転生王女のまったりのんびり!?異世界レシピ ~次期皇帝と婚約なんて聞いてません!~
「新月宮には、警護はついてなかったですよね?」

「必要ないからな。新月宮にいる者は、自分の身は自分で守ることができる。まあ、俺には先生が護衛についているが……」

 一度足を止めたけれど、すぐに二人は何も気づいていないふりを装った。そのまま新月宮に足を踏み入れる。
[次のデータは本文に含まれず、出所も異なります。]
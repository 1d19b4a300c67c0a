// ============================
// crates/backend-lib/src/rooms.rs
// ============================
//! Room store: room definitions, membership sets and per-room bounded
//! message history.
//!
//! Rooms live for the whole process: the default room is created at
//! startup and never removed, created rooms are never garbage
//! collected. History is trimmed FIFO at the cap, independent of
//! reads.
use crate::error::AppError;
use crate::metrics::HISTORY_EVICTED;
use chatroom_common::{ChatMessage, RoomInfo, RoomSummary};
use metrics::counter;
use std::collections::{HashMap, HashSet, VecDeque};
use uuid::Uuid;

/// Maximum messages retained per room before FIFO eviction.
pub const HISTORY_CAP: usize = 1000;
/// Default window of recent messages sent on initial room sync.
pub const SYNC_WINDOW: usize = 100;

pub struct Room {
    pub id: String,
    pub name: String,
    /// Connection id of the creator; `None` for the default room.
    pub created_by: Option<String>,
    members: HashSet<String>,
    history: VecDeque<ChatMessage>,
}

impl Room {
    fn new(id: String, name: String, created_by: Option<String>) -> Self {
        Self {
            id,
            name,
            created_by,
            members: HashSet::new(),
            history: VecDeque::new(),
        }
    }

    pub fn member_count(&self) -> usize {
        self.members.len()
    }

    pub fn history_len(&self) -> usize {
        self.history.len()
    }
}

pub struct RoomStore {
    rooms: HashMap<String, Room>,
    // creation order, so room-list snapshots are stable
    order: Vec<String>,
    default_room_id: String,
    history_cap: usize,
}

impl RoomStore {
    pub fn new(default_room_id: &str, default_room_name: &str, history_cap: usize) -> Self {
        let mut store = Self {
            rooms: HashMap::new(),
            order: Vec::new(),
            default_room_id: default_room_id.to_string(),
            history_cap,
        };
        store.ensure_default_room(default_room_name);
        store
    }

    /// Create the default room if absent. Idempotent.
    pub fn ensure_default_room(&mut self, name: &str) {
        if !self.rooms.contains_key(&self.default_room_id) {
            let id = self.default_room_id.clone();
            self.rooms
                .insert(id.clone(), Room::new(id.clone(), name.to_string(), None));
            self.order.push(id);
        }
    }

    pub fn default_room_id(&self) -> &str {
        &self.default_room_id
    }

    pub fn contains(&self, room_id: &str) -> bool {
        self.rooms.contains_key(room_id)
    }

    pub fn get(&self, room_id: &str) -> Option<&Room> {
        self.rooms.get(room_id)
    }

    /// Allocate a new room with the creator as its sole member, and
    /// remove the creator from the default room in the same operation.
    pub fn create_room(&mut self, name: String, creator_id: &str) -> RoomInfo {
        let id = Uuid::new_v4().to_string();
        let mut room = Room::new(id.clone(), name.clone(), Some(creator_id.to_string()));
        room.members.insert(creator_id.to_string());
        self.rooms.insert(id.clone(), room);
        self.order.push(id.clone());

        if let Some(default) = self.rooms.get_mut(&self.default_room_id) {
            default.members.remove(creator_id);
        }

        RoomInfo {
            id,
            name,
            created_by: creator_id.to_string(),
            user_count: 1,
        }
    }

    /// Add a session to a room's member set. Joining twice is a no-op.
    pub fn join_room(&mut self, room_id: &str, session_id: &str) -> Result<(), AppError> {
        let room = self
            .rooms
            .get_mut(room_id)
            .ok_or_else(|| AppError::RoomNotFound(room_id.to_string()))?;
        room.members.insert(session_id.to_string());
        Ok(())
    }

    /// Remove a session from a room's member set. Absent is a no-op.
    pub fn leave_room(&mut self, room_id: &str, session_id: &str) -> Result<(), AppError> {
        let room = self
            .rooms
            .get_mut(room_id)
            .ok_or_else(|| AppError::RoomNotFound(room_id.to_string()))?;
        room.members.remove(session_id);
        Ok(())
    }

    /// Remove a session from every room's member set. Unconditional
    /// scan: cleanup must not assume a session is only ever in one room.
    pub fn remove_session_everywhere(&mut self, session_id: &str) {
        for room in self.rooms.values_mut() {
            room.members.remove(session_id);
        }
    }

    /// Append to a room's history, evicting the oldest entry past the cap.
    pub fn append_message(&mut self, message: ChatMessage) -> Result<(), AppError> {
        let room = self
            .rooms
            .get_mut(&message.room_id)
            .ok_or_else(|| AppError::RoomNotFound(message.room_id.clone()))?;

        room.history.push_back(message);
        while room.history.len() > self.history_cap {
            room.history.pop_front();
            counter!(HISTORY_EVICTED).increment(1);
        }
        Ok(())
    }

    /// Up to `limit` most recent messages, oldest-first.
    pub fn recent_history(&self, room_id: &str, limit: usize) -> Result<Vec<ChatMessage>, AppError> {
        let room = self
            .rooms
            .get(room_id)
            .ok_or_else(|| AppError::RoomNotFound(room_id.to_string()))?;

        let skip = room.history.len().saturating_sub(limit);
        Ok(room.history.iter().skip(skip).cloned().collect())
    }

    /// Member set for audience computation. Crate-internal: consumers of
    /// the public surface get counts via [`RoomStore::snapshot`] only.
    pub(crate) fn members(&self, room_id: &str) -> Option<&HashSet<String>> {
        self.rooms.get(room_id).map(|r| &r.members)
    }

    /// Owned read-only projection for room-list broadcasts, in creation
    /// order.
    pub fn snapshot(&self) -> Vec<RoomSummary> {
        self.order
            .iter()
            .filter_map(|id| self.rooms.get(id))
            .map(|room| RoomSummary {
                id: room.id.clone(),
                name: room.name.clone(),
                user_count: room.members.len(),
            })
            .collect()
    }
}
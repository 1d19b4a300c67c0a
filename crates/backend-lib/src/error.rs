// ============================
// crates/backend-lib/src/error.rs
// ============================
//! Central error type + axum integration.
//!
//! Protocol-level "not found" conditions are resolved as silent no-ops
//! inside the hub and never reach a client as an error; `AppError`
//! exists for the REST boundary and internal plumbing.
use axum::{
    http::StatusCode,
    response::{IntoResponse, Response},
};
use thiserror::Error;

#[derive(Error, Debug)]
pub enum AppError {
    #[error("room not found: {0}")]
    RoomNotFound(String),

    #[error("session not found: {0}")]
    SessionNotFound(String),

    #[error("coordinator unavailable")]
    HubClosed,

    #[error("JSON error: {0}")]
    Json(#[from] serde_json::Error),

    #[error("IO error: {0}")]
    Io(#[from] std::io::Error),
}

impl AppError {
    /// Get the HTTP status code for this error
    pub fn status_code(&self) -> StatusCode {
        match self {
            AppError::RoomNotFound(_) | AppError::SessionNotFound(_) => StatusCode::NOT_FOUND,
            AppError::HubClosed => StatusCode::SERVICE_UNAVAILABLE,
            AppError::Json(_) | AppError::Io(_) => StatusCode::INTERNAL_SERVER_ERROR,
        }
    }

    /// Get the error code for this error
    pub fn error_code(&self) -> &'static str {
        match self {
            AppError::RoomNotFound(_) => "ROOM_001",
            AppError::SessionNotFound(_) => "SESSION_001",
            AppError::HubClosed => "HUB_001",
            AppError::Json(_) => "JSON_001",
            AppError::Io(_) => "IO_001",
        }
    }
}

impl IntoResponse for AppError {
    fn into_response(self) -> Response {
        let status = self.status_code();

        let body = serde_json::json!({
            "error": {
                "code": self.error_code(),
                "message": self.to_string(),
            }
        });

        (status, axum::Json(body)).into_response()
    }
}

impl<T> From<tokio::sync::mpsc::error::SendError<T>> for AppError {
    fn from(_: tokio::sync::mpsc::error::SendError<T>) -> Self {
        AppError::HubClosed
    }
}

#[cfg(test)]
mod tests {
    use super::*;

    #[test]
    fn status_codes() {
        assert_eq!(
            AppError::RoomNotFound("nope".to_string()).status_code(),
            StatusCode::NOT_FOUND
        );
        assert_eq!(
            AppError::SessionNotFound("nope".to_string()).status_code(),
            StatusCode::NOT_FOUND
        );
        assert_eq!(AppError::HubClosed.status_code(), StatusCode::SERVICE_UNAVAILABLE);

        let json_err: serde_json::Error =
            serde_json::from_str::<serde_json::Value>("invalid json").unwrap_err();
        assert_eq!(
            AppError::Json(json_err).status_code(),
            StatusCode::INTERNAL_SERVER_ERROR
        );
    }

    #[test]
    fn error_codes() {
        assert_eq!(AppError::RoomNotFound("x".to_string()).error_code(), "ROOM_001");
        assert_eq!(AppError::HubClosed.error_code(), "HUB_001");
    }

    #[test]
    fn into_response_sets_status_and_content_type() {
        let response = AppError::RoomNotFound("lobby".to_string()).into_response();
        assert_eq!(response.status(), StatusCode::NOT_FOUND);
        assert!(response
            .headers()
            .get("content-type")
            .unwrap()
            .to_str()
            .unwrap()
            .contains("application/json"));
    }

    #[test]
    fn from_send_error() {
        let (tx, rx) = tokio::sync::mpsc::unbounded_channel::<u8>();
        drop(rx);
        let err: AppError = tx.send(1).unwrap_err().into();
        assert!(matches!(err, AppError::HubClosed));
    }
}
// ============================
// crates/backend-lib/src/broadcast.rs
// ============================
//! Broadcast router: translates a state change into outbound events for
//! a computed audience. The only component that touches connection
//! senders; it never mutates registry or room state.
//!
//! Delivery is best effort: a full or closed channel drops the event
//! for that recipient only and never blocks the others. Messages are
//! not durable beyond the room history.
use crate::metrics::EVENT_DROPPED;
use chatroom_common::ServerEvent;
use metrics::counter;
use std::collections::{HashMap, HashSet};
use tokio::sync::mpsc;
use tracing::debug;

#[derive(Default)]
pub struct Broadcaster {
    conns: HashMap<String, mpsc::Sender<ServerEvent>>,
}

impl Broadcaster {
    pub fn new() -> Self {
        Self::default()
    }

    pub fn register(&mut self, conn_id: String, tx: mpsc::Sender<ServerEvent>) {
        self.conns.insert(conn_id, tx);
    }

    pub fn unregister(&mut self, conn_id: &str) -> bool {
        self.conns.remove(conn_id).is_some()
    }

    pub fn len(&self) -> usize {
        self.conns.len()
    }

    pub fn is_empty(&self) -> bool {
        self.conns.is_empty()
    }

    /// Deliver to every currently registered connection.
    pub fn to_all(&self, event: &ServerEvent) {
        for (conn_id, tx) in &self.conns {
            deliver(conn_id, tx, event.clone());
        }
    }

    /// Deliver to every connection in `members`, optionally excluding
    /// one (the originator of a typing relay does not need its echo).
    /// The caller passes the member set as observed after its state
    /// mutation, so the audience is a post-mutation snapshot.
    pub fn to_room(&self, members: &HashSet<String>, event: &ServerEvent, excluding: Option<&str>) {
        for conn_id in members {
            if excluding == Some(conn_id.as_str()) {
                continue;
            }
            if let Some(tx) = self.conns.get(conn_id) {
                deliver(conn_id, tx, event.clone());
            }
        }
    }

    /// Deliver to a single connection (initial history sync).
    pub fn to_one(&self, conn_id: &str, event: ServerEvent) {
        if let Some(tx) = self.conns.get(conn_id) {
            deliver(conn_id, tx, event);
        }
    }
}

fn deliver(conn_id: &str, tx: &mpsc::Sender<ServerEvent>, event: ServerEvent) {
    if let Err(err) = tx.try_send(event) {
        counter!(EVENT_DROPPED).increment(1);
        debug!(conn_id, "dropping outbound event: {err}");
    }
}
「なあ、ヴィオラ。部屋に持っていくなら、鏡台がいいんじゃないか。母上がヴィオラになら譲ってもいいと言っていたぞ」

「ホント? 楽しみ! ぜひ見せてください」

 なんて会話をかわしているのは、あくまでも家具を見に来たという体裁を装っているため。新月宮の玄関ホールを横切ろうとした時、扉が外から勢いよく開かれた。

「タイシン・ムライ! 出てこい!」

「な、なんだよ、お前達! 先生、皇宮騎士団のやつらが押し入ってきた!」

 ヴィオラを背後にかばうようにしてタケルが叫ぶ。

 皇宮騎士団は、皇宮内の警備を任されている。だが、ここはミナホ国の人達が滞在している場所であり、皇宮騎士団は立ち入りを許されてはいない。ヤエコの許可なく入り込んでくるということは、こちらに敵愾心があるということだ。

タケルの叫びに、奥の方から走り出てきたタイシンは、腰に手をかけた。

 だが、ここでは武装が解除されているということを思い出したようで、ぐっと拳を握りしめただけ。